Accompanying drawing explanation
By reading the detailed description of non-limiting example being done with reference to the following drawings, it is more obvious that other features, objects and advantages of the present invention will become:
The structural representation of the packaging of Fig. 1 illustrates prior art a kind of silicon wafer that includes the coated glassy layer in surface;
The generalized section of the packaging of Fig. 2 illustrates prior art a kind of silicon wafer that includes the coated glassy layer in surface;
Fig. 3 illustrates the flow chart of method for packing of a kind of controllable silicon encapsulating products of prior art;
Fig. 4 illustrates the flow chart of a kind of flat packaging method of prior art;
Fig. 5 illustrates according to a specific embodiment of the present invention, the structural representation of the packaging of a kind of silicon wafer that includes the coated glassy layer in surface of the present invention;
Fig. 6 illustrates according to a specific embodiment of the present invention, the internal structure schematic diagram of the packaging of a kind of silicon wafer that includes the coated glassy layer in surface of the present invention;
Fig. 7 goes out according to a specific embodiment of the present invention, the vertical view of the packaging of a kind of silicon wafer that includes the coated glassy layer in surface of the present invention;
Fig. 8 illustrates according to a specific embodiment of the present invention, the generalized section of the packaging of a kind of silicon wafer that includes the coated glassy layer in surface of the present invention; And
Fig. 9 illustrates according to a specific embodiment of the present invention, the flow chart of the method for packing of a kind of silicon wafer of the present invention.
Reference numeral
100 packagings
200 packagings
The silicon wafer of 1 ' the coated glassy layer in surface
2 ' conductive frame
21 ' copper sheet
22 ' fin
3 ' scolding tin dish
4 ' resin
5 ' potsherd
The silicon wafer of the 1 coated glassy layer in surface
2 conductive frames
21 pins
211 pin terminals
22 fin
221 spoonfuls of mouths
222 kettleholders
3 scolding tin dishes
4 resins
5 lead-in wires
H 1the thickness of scolding tin dish
H 2fin thickness
H 3the thickness of conductive frame both sides potting resin
H 4the thickness of conductive frame lower surface potting resin
Embodiment
It will be appreciated by those skilled in the art that those skilled in the art can realize described variation example in conjunction with prior art and above-described embodiment, do not repeat them here.Such variation example does not affect flesh and blood of the present invention, does not repeat them here.

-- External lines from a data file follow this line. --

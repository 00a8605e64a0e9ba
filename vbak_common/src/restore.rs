// vbak_common is the main vbak library implementing the backup engine logic.
// Copyright (C) 2026  Himbeer <himbeerserverde@gmail.com>
//
// This program is free software: you can redistribute it and/or modify
// it under the terms of the GNU Affero General Public License as published by
// the Free Software Foundation, either version 3 of the License, or
// (at your option) any later version.
//
// This program is distributed in the hope that it will be useful,
// but WITHOUT ANY WARRANTY; without even the implied warranty of
// MERCHANTABILITY or FITNESS FOR A PARTICULAR PURPOSE.  See the
// GNU Affero General Public License for more details.
//
// You should have received a copy of the GNU Affero General Public License
// along with this program.  If not, see <https://www.gnu.org/licenses/>.

use crate::archive::{ArchiveId, ArchiveName};
use crate::lineage::{LineageRecord, LineageStore};
use crate::remote::RemoteChannel;
use crate::stream::{DecompressWriter, DecryptWriter, CHUNKSIZE};
use crate::{EngineError, LineageError, PipelineError, SnapshotError};

use std::io::{self, BufWriter, Write};
use std::path::{Path, PathBuf};
use std::process::{Command, Stdio};

use chrono::prelude::*;
use log::info;
use serde::{Deserialize, Serialize};

/// A `RestoreDescriptor` summarizes a completed restore.
#[derive(Clone, Debug, Eq, PartialEq, Serialize, Deserialize)]
pub struct RestoreDescriptor {
    /// The restored subvolume.
    pub subvol: String,
    /// The directory the chain was received into.
    pub target: PathBuf,
    /// The identifiers of the applied chain, full archive first.
    pub chain: Vec<ArchiveId>,
    /// The total encrypted bytes fetched from the archival host.
    pub bytes_fetched: u64,
}

/// Fetches one archive and writes its decrypted, decompressed
/// send stream into `sink`, returning the encrypted byte count.
pub fn restore_archive<W: Write>(
    remote: &dyn RemoteChannel,
    record: &LineageRecord,
    key_material: &[u8],
    sink: W,
) -> Result<u64, PipelineError> {
    let file_name = record
        .remote_path
        .rsplit_once('/')
        .map(|(_, name)| name)
        .unwrap_or(&record.remote_path);
    let name = ArchiveName::try_from(file_name)?;

    let mut reader = remote.open_read(&record.remote_path)?;

    let decompressor = DecompressWriter::new(name.compress, sink)?;
    let mut decryptor = DecryptWriter::new(decompressor, key_material.to_vec());

    let bytes_fetched = io::copy(&mut reader, &mut decryptor)?;
    decryptor.close()?;

    Ok(bytes_fetched)
}

/// A `Restorer` applies the inverse pipeline: it resolves the committed
/// chain of a subvolume and receives it link by link into a target
/// directory, reconstructing the subvolume tree.
pub struct Restorer<'a> {
    pub store: &'a LineageStore,
    pub remote: &'a dyn RemoteChannel,
    pub key_material: &'a [u8],
}

impl Restorer<'_> {
    /// Resolves the chain ending at the selected archive:
    /// the latest committed one, or the one at an explicit timestamp.
    ///
    /// Fails if any link of the chain is no longer committed;
    /// a partially reapable chain is never applied partially.
    pub fn plan(
        &self,
        subvol: &str,
        at: Option<NaiveDateTime>,
    ) -> Result<Vec<LineageRecord>, LineageError> {
        let target = match at {
            Some(taken) => taken,
            None => {
                self.store
                    .latest_committed(subvol)?
                    .ok_or_else(|| {
                        LineageError::NoSuchArchive(ArchiveId::new(
                            subvol.to_string(),
                            NaiveDateTime::MIN,
                        ))
                    })?
                    .taken
            }
        };

        self.store.chain_to(subvol, target)
    }

    /// Receives the chain into the target directory via the native
    /// receive primitive, one child process per link.
    pub fn restore_to_dir(
        &self,
        chain: &[LineageRecord],
        target: &Path,
    ) -> Result<RestoreDescriptor, EngineError> {
        let mut bytes_fetched = 0;

        for record in chain {
            info!("restoring {} into {}", record.id(), target.display());

            let mut child = Command::new("btrfs")
                .arg("receive")
                .arg(target)
                .stdin(Stdio::piped())
                .stdout(Stdio::null())
                .stderr(Stdio::null())
                .spawn()
                .map_err(SnapshotError::IoError)?;

            let stdin = child.stdin.take().ok_or(SnapshotError::NoBtrfsInput)?;

            let result = restore_archive(
                self.remote,
                record,
                self.key_material,
                BufWriter::with_capacity(2 * CHUNKSIZE, stdin),
            );

            match result {
                Ok(bytes) => {
                    bytes_fetched += bytes;

                    if !child.wait().map_err(SnapshotError::IoError)?.success() {
                        return Err(SnapshotError::BtrfsCmd.into());
                    }
                }
                Err(e) => {
                    child.kill().ok();
                    child.wait().ok();
                    return Err(e.into());
                }
            }
        }

        Ok(RestoreDescriptor {
            subvol: chain
                .first()
                .map(|record| record.subvol.clone())
                .unwrap_or_default(),
            target: target.to_path_buf(),
            chain: chain.iter().map(LineageRecord::id).collect(),
            bytes_fetched,
        })
    }
}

Fig. 5 illustrates according to a specific embodiment of the present invention, the structural representation of the packaging of a kind of silicon wafer that includes the coated glassy layer in surface of the present invention.As shown in Figure 5, the invention provides a kind of packaging, comprise silicon wafer 1, scolding tin dish 3 and the conductive frame 2 of the coated glassy layer in surface; Described conductive frame 2 comprises some pins 21 and fin 22, each pad in described silicon wafer 1 is pin 21 corresponding to bonding respectively, described silicon wafer 1, conductive frame 2 and pin 21 encapsulate by resin 4, and the outer pin part of described pin 21 exposes from the side of described resin 4 encapsulation; Each pad in described silicon wafer 1 couples the pin terminals 211 on corresponding pin 21 by aluminum steel 5 respectively.Described silicon wafer 1 is fixed on the upper surface of described conductive frame 2 by scolding tin dish 3, and the fin 22 of described conductive frame 2 is hermetically sealed by described resin 4, and described resin 4 is high thermal conductive resin, and its thermal conductivity is 1.9 to 3.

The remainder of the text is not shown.